The team identified a noncited violation of 10 CFR Part 50, Appendix B, Criterion XVI, for the failure to take effective corrective actions to preclude containment isolation valve failures caused by system debris, a known and preventable problem.

The original problem surfaced in 1996, but the licensee failed to follow through on planned corrective measures and two additional valve failures were experienced in the past 18 months. In addition, the licensee did not identify a current operability concern until prompted by the NRC and the licensees first two attempts at addressing operability were inadequate, in part, because they were based on inaccurate information.

Description.

Valve Problems: In the past 18 months, the licensee experienced two containment isolation valve failures due to system debris - a known and preventable problem. Valves FDR-V-3 and FDR-V-4 are both 3-inch ball valves located in the drywell unidentified leakage rate instrument line.
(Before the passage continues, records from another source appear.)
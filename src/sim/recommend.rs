//! Human-readable operator advisories derived from a tick's output.

use serde::Serialize;

use super::types::{EnergyRecord, ForecastLabel};
use crate::predict::{BatteryAction, EnergyPrediction};
use crate::weather::{WeatherCondition, WeatherSample};

/// Advisory urgency. Orders high before low.
#[derive(Debug, Clone, Copy, PartialEq, Eq, PartialOrd, Ord, Serialize)]
#[serde(rename_all = "lowercase")]
pub enum Priority {
    High,
    Medium,
    Low,
}

/// One advisory shown to operators.
#[derive(Debug, Clone, PartialEq, Serialize)]
#[serde(rename_all = "camelCase")]
pub struct Recommendation {
    pub message: String,
    pub priority: Priority,
    /// Icon identifier for the UI.
    pub icon: &'static str,
    /// Suggested operator action, if any.
    #[serde(skip_serializing_if = "Option::is_none")]
    pub action: Option<&'static str>,
    /// Whether the advisory is driven by weather conditions.
    pub weather_based: bool,
}

impl Recommendation {
    fn new(priority: Priority, icon: &'static str, message: String) -> Self {
        Self {
            message,
            priority,
            icon,
            action: None,
            weather_based: false,
        }
    }

    fn action(mut self, action: &'static str) -> Self {
        self.action = Some(action);
        self
    }

    fn weather(mut self) -> Self {
        self.weather_based = true;
        self
    }
}

/// Builds the ordered advisory list for one tick.
///
/// Entries are sorted high → medium → low, keeping rule order within a
/// priority. At least one entry is always returned.
pub fn recommendations(
    record: &EnergyRecord,
    weather: &WeatherSample,
    prediction: &EnergyPrediction,
) -> Vec<Recommendation> {
    let battery = record.battery_soc_percent;
    let optimal = prediction.battery_optimal_charge;
    let mut out = Vec::new();

    if weather.cloud_cover > 70.0 && battery < 60.0 {
        out.push(
            Recommendation::new(
                Priority::High,
                "battery-charging",
                format!(
                    "Heavy cloud cover ({:.0}%) with battery at {battery:.0}%: charge batteries now",
                    weather.cloud_cover
                ),
            )
            .action("charge_now")
            .weather(),
        );
    }

    if prediction.recommendation == BatteryAction::PrepareForPeak {
        out.push(
            Recommendation::new(
                Priority::High,
                "trending-up",
                format!("Peak demand expected: pre-charge batteries to {optimal:.0}%"),
            )
            .action("prepare_for_peak"),
        );
    }

    if record.forecast == ForecastLabel::Deficit && battery < 30.0 {
        out.push(
            Recommendation::new(
                Priority::High,
                "alert-triangle",
                format!(
                    "Energy deficit of {:.1} kW with battery at {battery:.0}%: shed non-essential loads",
                    record.grid_import_kw
                ),
            )
            .action("reduce_load"),
        );
    }

    if prediction.wind_efficiency > 0.8 && battery < optimal {
        out.push(
            Recommendation::new(
                Priority::Medium,
                "wind",
                format!(
                    "Strong winds ({:.1} m/s): use wind generation to charge towards {optimal:.0}%",
                    weather.wind_speed
                ),
            )
            .action("charge_now")
            .weather(),
        );
    }

    if weather.condition == WeatherCondition::Dusty {
        out.push(
            Recommendation::new(
                Priority::Medium,
                "cloud-fog",
                "Dust is reducing solar output: schedule panel cleaning".to_string(),
            )
            .action("clean_panels")
            .weather(),
        );
    }

    if weather.temperature > 38.0 {
        out.push(
            Recommendation::new(
                Priority::Medium,
                "thermometer",
                format!(
                    "High temperature ({:.1}°C): pre-cool buildings before the afternoon peak",
                    weather.temperature
                ),
            )
            .action("precool")
            .weather(),
        );
    }

    if weather.condition == WeatherCondition::Rainy {
        out.push(
            Recommendation::new(
                Priority::Low,
                "cloud-rain",
                "Rain expected to limit solar generation".to_string(),
            )
            .weather(),
        );
    }

    if prediction.solar_efficiency > 0.8 {
        out.push(
            Recommendation::new(
                Priority::Low,
                "sun",
                format!(
                    "Excellent solar conditions ({:.0}% efficiency): run deferrable loads now",
                    prediction.solar_efficiency * 100.0
                ),
            )
            .action("shift_load")
            .weather(),
        );
    }

    if record.forecast == ForecastLabel::Surplus && battery >= 95.0 {
        out.push(Recommendation::new(
            Priority::Low,
            "zap",
            format!(
                "Battery full: exporting {:.1} kW surplus to the grid",
                record.grid_export_kw
            ),
        ));
    }

    if out.is_empty() {
        out.push(Recommendation::new(
            Priority::Low,
            "check-circle",
            "All systems operating normally".to_string(),
        ));
    }

    // stable: rule order is kept within a priority
    out.sort_by_key(|r| r.priority);
    out
}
On June 13, 2001, Valve FDR-V-3 failed to indicate closed during stroke-time testing.

The system engineer documented in Problem Evaluation Request 202-1259 that the cause was not conclusively known, but was likely due to debris in the system. In response to the failure, the licensee cleaned and inspected the internals of both valves, but took no action to rid the system of debris. The significance of this particular failure was minimized because the problem occurred during a plant outage when the valve was not required to be operable. However, the failure was an important indicator of the return of sufficient debris in the system to cause valve failures.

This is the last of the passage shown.